- [What is expected]:
Search the data below for the word "bool" and report how many lines contain it. Nothing but the number is needed.

++++ Supplied data ++++

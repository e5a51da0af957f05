//! Everything a module needs while it runs.
//!
//! A [`ModuleContext`] is built by the registry for one module invocation.
//! It carries the traced cluster client, the run's fixture, a recorder
//! scoped to the module, the category's tracer and the configuration.
//!
//! Resources created through the `create_*` helpers are registered with the
//! fixture, so they are deleted at release even when the module forgets or
//! fails before its own cleanup.

use std::fmt;
use std::future::Future;
use std::sync::Arc;
use std::time::Duration;

use tracing::warn;

use k3s_validator_cluster::{
    ClusterClient, ClusterError, Condition, ConfigMapRequest, DaemonSetRequest,
    DeploymentRequest, Fixture, IngressRequest, PodRequest, PodState, PvcRequest, ResourceKind,
    ResourceRef, ServiceRequest, TracedClient, delete_resource, unique_name, wait_for_condition,
};
use k3s_validator_core::config::{ChecksConfig, TimeoutConfig};
use k3s_validator_core::{
    Recorder, RetryPolicy, TestStatus, Tracer, ValidatorConfig, with_error_recovery_if,
};

use crate::error::ModuleError;
use crate::module::ModuleInfo;

/// Outcome of one check, recorded by [`ModuleContext::check`].
#[derive(Debug, Clone, PartialEq, Eq)]
pub enum Verdict {
    Pass(String),
    Fail(String),
    Warn(String),
    Skip(String),
}

impl Verdict {
    pub fn status(&self) -> TestStatus {
        match self {
            Self::Pass(_) => TestStatus::Pass,
            Self::Fail(_) => TestStatus::Fail,
            Self::Warn(_) => TestStatus::Warn,
            Self::Skip(_) => TestStatus::Skip,
        }
    }

    pub fn message(&self) -> &str {
        match self {
            Self::Pass(m) | Self::Fail(m) | Self::Warn(m) | Self::Skip(m) => m,
        }
    }
}

/// Errors [`ModuleContext::retry`] may try again.
pub trait Retryable: fmt::Display {
    fn is_retryable(&self) -> bool;
}

/// Connection loss ends the run, so it is never retried.
impl Retryable for ClusterError {
    fn is_retryable(&self) -> bool {
        !self.is_fatal()
    }
}

pub struct ModuleContext<C: ClusterClient> {
    info: ModuleInfo,
    client: TracedClient<C>,
    fixture: Arc<Fixture<C>>,
    recorder: Recorder,
    tracer: Tracer,
    config: Arc<ValidatorConfig>,
    retry: RetryPolicy,
}

impl<C: ClusterClient> Clone for ModuleContext<C> {
    fn clone(&self) -> Self {
        Self {
            info: self.info,
            client: self.client.clone(),
            fixture: Arc::clone(&self.fixture),
            recorder: self.recorder.clone(),
            tracer: self.tracer.clone(),
            config: Arc::clone(&self.config),
            retry: self.retry,
        }
    }
}

impl<C: ClusterClient> ModuleContext<C> {
    /// Context for `info`, with `recorder` scoped to that module.
    pub fn new(
        info: ModuleInfo,
        client: TracedClient<C>,
        fixture: Arc<Fixture<C>>,
        recorder: &Recorder,
        tracer: Tracer,
        config: Arc<ValidatorConfig>,
    ) -> Self {
        let retry = RetryPolicy::from(&config.retry);
        Self {
            info,
            client,
            fixture,
            recorder: recorder.for_module(info.category, info.id),
            tracer,
            config,
            retry,
        }
    }

    // --- accessors ---

    pub fn info(&self) -> &ModuleInfo {
        &self.info
    }

    pub fn client(&self) -> &TracedClient<C> {
        &self.client
    }

    pub fn fixture(&self) -> &Arc<Fixture<C>> {
        &self.fixture
    }

    /// The run's fixture namespace.
    pub fn namespace(&self) -> &str {
        self.fixture.namespace()
    }

    pub fn config(&self) -> &ValidatorConfig {
        &self.config
    }

    pub fn checks(&self) -> &ChecksConfig {
        &self.config.checks
    }

    pub fn timeouts(&self) -> &TimeoutConfig {
        &self.config.timeouts
    }

    pub fn tracer(&self) -> &Tracer {
        &self.tracer
    }

    pub fn retry_policy(&self) -> &RetryPolicy {
        &self.retry
    }

    pub fn test_image(&self) -> &str {
        &self.config.fixture.test_image
    }

    pub fn web_image(&self) -> &str {
        &self.config.fixture.web_image
    }

    // --- recording ---

    pub fn pass(&self, test: &str, message: impl Into<String>) {
        self.recorder.pass(test, message);
    }

    pub fn fail(&self, test: &str, message: impl Into<String>) {
        self.recorder.fail(test, message);
    }

    pub fn warn(&self, test: &str, message: impl Into<String>) {
        self.recorder.warn(test, message);
    }

    pub fn skip(&self, test: &str, message: impl Into<String>) {
        self.recorder.skip(test, message);
    }

    pub fn record(&self, status: TestStatus, test: &str, message: impl Into<String>) {
        self.recorder.record(status, test, message);
    }

    /// Run one check and record its verdict.
    ///
    /// A non-fatal cluster error is recorded as `fail` with the error text,
    /// which for timeouts includes the elapsed time and last observed state.
    /// A fatal error is returned so the run can abort.
    pub async fn check<F>(&self, test: &str, check: F) -> Result<(), ModuleError>
    where
        F: Future<Output = Result<Verdict, ClusterError>>,
    {
        let _frame = self.tracer.enter(format!("{}::{test}", self.info.id));
        match check.await {
            Ok(verdict) => {
                self.tracer.dump(test, &verdict);
                self.recorder.record(verdict.status(), test, verdict.message());
                Ok(())
            }
            Err(e) if e.is_fatal() => Err(e.into()),
            Err(e) => {
                self.recorder.fail(test, e.to_string());
                Ok(())
            }
        }
    }

    /// Run a setup step that later checks depend on.
    ///
    /// A non-fatal failure is recorded as `fail` under `test` and yields
    /// `None`; the caller then skips the dependent checks.
    pub async fn setup<T, F>(&self, test: &str, step: F) -> Result<Option<T>, ModuleError>
    where
        F: Future<Output = Result<T, ClusterError>>,
    {
        match step.await {
            Ok(value) => Ok(Some(value)),
            Err(e) if e.is_fatal() => Err(e.into()),
            Err(e) => {
                self.recorder.fail(test, e.to_string());
                Ok(None)
            }
        }
    }

    /// Record `skip` for every test in `tests`.
    pub fn skip_all(&self, tests: &[&str], reason: &str) {
        for test in tests {
            self.recorder.skip(test, reason);
        }
    }

    /// Retry `operation` under the configured policy.
    ///
    /// Errors that are not [`Retryable`] are returned on the first occurrence.
    pub async fn retry<T, E, F, Fut>(&self, operation: &str, attempt: F) -> Result<T, E>
    where
        E: Retryable,
        F: FnMut() -> Fut,
        Fut: Future<Output = Result<T, E>>,
    {
        let _frame = self.tracer.enter(format!("retry {operation}"));
        with_error_recovery_if(operation, &self.retry, E::is_retryable, attempt).await
    }

    // --- resources ---

    /// `<prefix>-<8 hex chars>`.
    pub fn unique_name(&self, prefix: &str) -> String {
        unique_name(prefix)
    }

    pub async fn create_pod(&self, pod: &PodRequest) -> Result<ResourceRef, ClusterError> {
        self.client.create_pod(self.namespace(), pod).await?;
        Ok(self.track(ResourceRef::pod(self.namespace(), &pod.name)))
    }

    pub async fn create_pvc(&self, pvc: &PvcRequest) -> Result<ResourceRef, ClusterError> {
        self.client.create_pvc(self.namespace(), pvc).await?;
        Ok(self.track(ResourceRef::pvc(self.namespace(), &pvc.name)))
    }

    pub async fn create_deployment(
        &self,
        deployment: &DeploymentRequest,
    ) -> Result<ResourceRef, ClusterError> {
        self.client
            .create_deployment(self.namespace(), deployment)
            .await?;
        Ok(self.track(ResourceRef::deployment(self.namespace(), &deployment.name)))
    }

    pub async fn create_service(&self, service: &ServiceRequest) -> Result<ResourceRef, ClusterError> {
        self.client.create_service(self.namespace(), service).await?;
        Ok(self.track(ResourceRef::service(self.namespace(), &service.name)))
    }

    pub async fn create_ingress(&self, ingress: &IngressRequest) -> Result<ResourceRef, ClusterError> {
        self.client.create_ingress(self.namespace(), ingress).await?;
        Ok(self.track(ResourceRef::ingress(self.namespace(), &ingress.name)))
    }

    pub async fn create_daemonset(
        &self,
        daemonset: &DaemonSetRequest,
    ) -> Result<ResourceRef, ClusterError> {
        self.client
            .create_daemonset(self.namespace(), daemonset)
            .await?;
        Ok(self.track(ResourceRef::daemonset(self.namespace(), &daemonset.name)))
    }

    pub async fn create_config_map(
        &self,
        config_map: &ConfigMapRequest,
    ) -> Result<ResourceRef, ClusterError> {
        self.client
            .create_config_map(self.namespace(), config_map)
            .await?;
        Ok(self.track(ResourceRef::new(
            ResourceKind::ConfigMap,
            self.namespace(),
            &config_map.name,
        )))
    }

    fn track(&self, resource: ResourceRef) -> ResourceRef {
        self.fixture.track(resource.clone());
        resource
    }

    /// Best-effort delete; fixture release retries anything left behind.
    pub async fn cleanup(&self, resource: &ResourceRef) {
        if let Err(e) = delete_resource(&self.client, resource).await {
            warn!(
                module = %self.info,
                resource = %resource,
                error = %e,
                "module cleanup failed, fixture release will retry"
            );
        }
    }

    // --- waiting ---

    /// Wait for `condition` at the configured poll interval.
    pub async fn wait(
        &self,
        resource: &ResourceRef,
        condition: Condition,
        timeout: Duration,
    ) -> Result<(), ClusterError> {
        wait_for_condition(
            &self.client,
            resource,
            condition,
            timeout,
            self.timeouts().poll_interval(),
        )
        .await
    }

    /// Create a one-shot pod, wait for it to finish and return its final
    /// state and logs. The pod is deleted before returning.
    pub async fn run_to_completion(
        &self,
        pod: &PodRequest,
    ) -> Result<(PodState, String), ClusterError> {
        let resource = self.create_pod(pod).await?;
        let outcome = async {
            self.wait(&resource, Condition::PodCompleted, self.timeouts().pod_completion())
                .await?;
            let state = self.client.get_pod(self.namespace(), &pod.name).await?;
            let logs = self.client.pod_logs(self.namespace(), &pod.name).await?;
            Ok::<_, ClusterError>((state, logs))
        }
        .await;
        self.cleanup(&resource).await;
        outcome
    }
}

#[cfg(test)]
pub(crate) mod testing {
    //! Context over a simulated cluster for module unit tests.

    use super::*;
    use k3s_validator_cluster::SimulatedCluster;
    use k3s_validator_core::{CollectorHandle, TestSuite};

    pub(crate) struct Harness {
        pub cluster: Arc<SimulatedCluster>,
        pub fixture: Arc<Fixture<SimulatedCluster>>,
        root: Recorder,
        collector: CollectorHandle,
        config: Arc<ValidatorConfig>,
    }

    impl Harness {
        pub(crate) async fn new(cluster: SimulatedCluster) -> Self {
            Self::with_config(cluster, ValidatorConfig::default()).await
        }

        pub(crate) async fn with_config(cluster: SimulatedCluster, config: ValidatorConfig) -> Self {
            let cluster = Arc::new(cluster);
            let fixture = Fixture::acquire(Arc::clone(&cluster), &config.fixture)
                .await
                .expect("fixture");
            let (root, collector) = CollectorHandle::spawn("unit", None);
            Self {
                cluster,
                fixture,
                root,
                collector,
                config: Arc::new(config),
            }
        }

        pub(crate) fn context(&self, info: ModuleInfo) -> ModuleContext<SimulatedCluster> {
            ModuleContext::new(
                info,
                TracedClient::new(Arc::clone(&self.cluster), Tracer::disabled()),
                Arc::clone(&self.fixture),
                &self.root,
                Tracer::disabled(),
                Arc::clone(&self.config),
            )
        }

        pub(crate) async fn finish(self) -> TestSuite {
            self.fixture.release().await;
            self.collector.finish(self.root).await
        }
    }

    pub(crate) fn statuses(suite: &TestSuite) -> Vec<(String, TestStatus)> {
        suite
            .results()
            .iter()
            .map(|r| (r.name.clone(), r.status))
            .collect()
    }
}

++++

- [Task output]:
2